Le Monde des Livres, lu sur la tablette, consacre un article à la biographie qu’un jeune impétrant vient de consacrer à Georges Lambrichs. Quand on est comme moi passionné par la figure de l’éditeur, le vrai, Lambrichs, qui était aussi écrivain et critique, reste un mystère jubilatoire. Il adorait trouver de nouveaux auteurs. Travailler sur un manuscrit ou assurer la promotion d’un livre l’intéressait beaucoup moins. A Bernard Pivot qui, à l’époque des grandes années d’Apostrophes, lui demandait un jour au hasard d’une rencontre : « Qu’est-ce que tu publies en ce moment comme livres ? » il répondit : « T’as qu’à les lire… »

L’auteur de l’article termine ainsi : « Son contrat prévoyait qu’il consacre à Gallimard "le meilleur de son temps". Il lui a donné bien d’avantage.
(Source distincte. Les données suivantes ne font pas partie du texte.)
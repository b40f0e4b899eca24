//! Structured-data summaries of a campaign dataset.

use crate::dataset::{CampaignDataset, Column};
use insight_core::{AppError, AppResult};
use std::collections::HashMap;
use std::fmt::Write;
use std::sync::Arc;
use std::time::Duration;

/// Turns a dataset into prompt-ready text.
pub trait DatasetSummarizer: Send + Sync {
    fn summarize(&self, dataset: &CampaignDataset) -> AppResult<String>;
}

/// Describe-style table: one row per column.
///
/// Numeric and date columns report count, mean, min and max; text columns
/// report count, unique and the most frequent value.
#[derive(Debug, Clone, Copy, Default)]
pub struct DescribeSummarizer;

fn fmt_number(value: f64) -> String {
    format!("{:.6}", value)
        .trim_end_matches('0')
        .trim_end_matches('.')
        .to_string()
}

fn describe_numbers(values: &[Option<f64>]) -> [String; 6] {
    let present: Vec<f64> = values.iter().flatten().copied().collect();
    if present.is_empty() {
        return ["0".into(), "".into(), "".into(), "".into(), "".into(), "".into()];
    }

    let mean = present.iter().sum::<f64>() / present.len() as f64;
    let min = present.iter().copied().fold(f64::INFINITY, f64::min);
    let max = present.iter().copied().fold(f64::NEG_INFINITY, f64::max);

    [
        present.len().to_string(),
        String::new(),
        String::new(),
        fmt_number(mean),
        fmt_number(min),
        fmt_number(max),
    ]
}

fn describe_text(values: &[Option<String>]) -> [String; 6] {
    let mut counts: HashMap<&str, usize> = HashMap::new();
    let mut first_seen: Vec<&str> = Vec::new();
    for value in values.iter().flatten() {
        let count = counts.entry(value.as_str()).or_insert(0);
        if *count == 0 {
            first_seen.push(value.as_str());
        }
        *count += 1;
    }

    // Most frequent, earliest seen on ties
    let top = first_seen
        .iter()
        .copied()
        .fold(None::<(&str, usize)>, |best, value| {
            let count = counts.get(value).copied().unwrap_or(0);
            match best {
                Some((_, best_count)) if best_count >= count => best,
                _ => Some((value, count)),
            }
        })
        .map(|(value, _)| value.to_string())
        .unwrap_or_default();

    [
        values.iter().flatten().count().to_string(),
        counts.len().to_string(),
        top,
        String::new(),
        String::new(),
        String::new(),
    ]
}

fn describe_dates(values: &[Option<chrono::NaiveDate>]) -> [String; 6] {
    let present: Vec<_> = values.iter().flatten().collect();
    let min = present.iter().min().map(|d| d.to_string()).unwrap_or_default();
    let max = present.iter().max().map(|d| d.to_string()).unwrap_or_default();
    [
        present.len().to_string(),
        String::new(),
        String::new(),
        String::new(),
        min,
        max,
    ]
}

impl DatasetSummarizer for DescribeSummarizer {
    fn summarize(&self, dataset: &CampaignDataset) -> AppResult<String> {
        if dataset.names().is_empty() {
            return Err(AppError::Dataset("Dataset has no columns".to_string()));
        }

        let header = ["column", "count", "unique", "top", "mean", "min", "max"];
        let mut rows: Vec<[String; 7]> = Vec::new();

        for (name, column) in dataset.columns() {
            let stats = match column {
                Column::Number(values) => describe_numbers(values),
                Column::Text(values) => describe_text(values),
                Column::Date(values) => describe_dates(values),
            };
            let [count, unique, top, mean, min, max] = stats;
            rows.push([name.to_string(), count, unique, top, mean, min, max]);
        }

        let widths: Vec<usize> = (0..header.len())
            .map(|i| {
                rows.iter()
                    .map(|row| row[i].chars().count())
                    .chain(std::iter::once(header[i].len()))
                    .max()
                    .unwrap_or(0)
            })
            .collect();

        let mut out = String::new();
        let _ = writeln!(out, "rows: {}", dataset.len());
        let line = |cells: Vec<&str>| {
            cells
                .iter()
                .zip(&widths)
                .map(|(cell, width)| format!("{:<width$}", cell, width = width))
                .collect::<Vec<_>>()
                .join("  ")
                .trim_end()
                .to_string()
        };
        let _ = writeln!(out, "{}", line(header.to_vec()));
        for row in &rows {
            let _ = writeln!(out, "{}", line(row.iter().map(String::as_str).collect()));
        }

        Ok(out.trim_end().to_string())
    }
}

/// Run a summarizer on the blocking pool, bounded by `limit`.
///
/// Panics inside the summarizer and timeouts both come back as `Err`.
pub async fn summarize_with_timeout(
    summarizer: Arc<dyn DatasetSummarizer>,
    dataset: Arc<CampaignDataset>,
    limit: Duration,
) -> AppResult<String> {
    let task = tokio::task::spawn_blocking(move || summarizer.summarize(&dataset));

    match tokio::time::timeout(limit, task).await {
        Ok(Ok(result)) => result,
        Ok(Err(e)) => Err(AppError::Dataset(format!("Summarizer task failed: {}", e))),
        Err(_) => Err(AppError::Dataset(format!(
            "Summarizer timed out after {:?}",
            limit
        ))),
    }
}

#[cfg(test)]
mod tests {
    use super::*;

    const SAMPLE: &str = "\
campaign_id,channel,clicks,impressions
C1,Email,100,1000
C2,Email,50,1000
C3,Social,30,600
";

    struct SlowSummarizer;

    impl DatasetSummarizer for SlowSummarizer {
        fn summarize(&self, _dataset: &CampaignDataset) -> AppResult<String> {
            std::thread::sleep(Duration::from_millis(500));
            Ok("late".to_string())
        }
    }

    fn dataset() -> CampaignDataset {
        CampaignDataset::from_reader(SAMPLE.as_bytes()).unwrap()
    }

    #[test]
    fn test_describe_reports_every_column() {
        let summary = DescribeSummarizer.summarize(&dataset()).unwrap();

        assert!(summary.starts_with("rows: 3"));
        for name in ["campaign_id", "channel", "clicks", "impressions", "ctr"] {
            assert!(summary.contains(name), "missing {}", name);
        }
    }

    #[test]
    fn test_describe_statistics() {
        let summary = DescribeSummarizer.summarize(&dataset()).unwrap();
        let clicks = summary.lines().find(|l| l.starts_with("clicks")).unwrap();
        let channel = summary.lines().find(|l| l.starts_with("channel")).unwrap();

        // count, mean, min, max
        let cells: Vec<&str> = clicks.split_whitespace().collect();
        assert_eq!(cells, vec!["clicks", "3", "60", "30", "100"]);

        let cells: Vec<&str> = channel.split_whitespace().collect();
        assert_eq!(cells, vec!["channel", "3", "2", "Email"]);
    }

    #[test]
    fn test_fmt_number() {
        assert_eq!(fmt_number(60.0), "60");
        assert_eq!(fmt_number(0.05), "0.05");
        assert_eq!(fmt_number(1.0 / 3.0), "0.333333");
    }

    #[tokio::test]
    async fn test_summarize_with_timeout_returns_summary() {
        let summary = summarize_with_timeout(
            Arc::new(DescribeSummarizer),
            Arc::new(dataset()),
            Duration::from_secs(5),
        )
        .await
        .unwrap();
        assert!(summary.contains("clicks"));
    }

    #[tokio::test]
    async fn test_summarize_with_timeout_expires() {
        let result = summarize_with_timeout(
            Arc::new(SlowSummarizer),
            Arc::new(dataset()),
            Duration::from_millis(20),
        )
        .await;
        assert!(result.is_err());
    }
}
Jusqu’au jour où, juste après la mort de son frère jumeau, il a soudain perdu la vue. »

Les jumeaux sont comme ça : ils ont toujours quelque chose à nous apprendre. (Le Chemin continue, de Arnaud Villanova, Gallimard.)

 

Ajo Blanco

Menú del día

Le vendredi saint est un des jours les plus compliqués pour les gourmands. Beaucoup de bars sont fermés, épuisés – personnel et provisions – par une longue semaine où tout le monde se lâche. Les restaurants encore ouverts sont pris d’assaut, et ceux qui n’ont pas réservé depuis déjà plusieurs jours risquent d’avoir à se contenter d’une pizza achetée dans un de ces postes tragiques qui ont fleuri dans le centre et devant lesquels, toute la semaine, de longues files se tenaient.

Dans ces cas-là, il faut bien sortir les adresses secrètes, celles qu’on se garde pour les cas d’urgence. En face de Santa Catalina, dans la petite rue Alhondiga, au numéro 19, on rendra visite au minuscule bar El Ajo Blanco. Et on commandera, d’entrée, un plat du même nom. L’Ajo Blanco est un succulent consommé d’amandes aux raisins. La recette est tout à fait simple : on mixe le plus finement possible un paquet d’amandes. On obtiendra une poudre marron clair, que l’on délaiera dans de l’eau. Curieusement, m'explique le patron, l’eau aura pour effet de blanchir totalement l'appareil. A quoi l’on ajoutera de l’huile d’olive, un trait de vinaigre, et quelques grains de raisin coupés en deux. Servir frais, au sortir d’une Madrugada bien remplie.

Après ce petit potage, et même si l’on a pas faim, on goûtera sans faute les tortillitas de bacalao, des beignets de morue frits qui ressemblent à des péchés joufflus.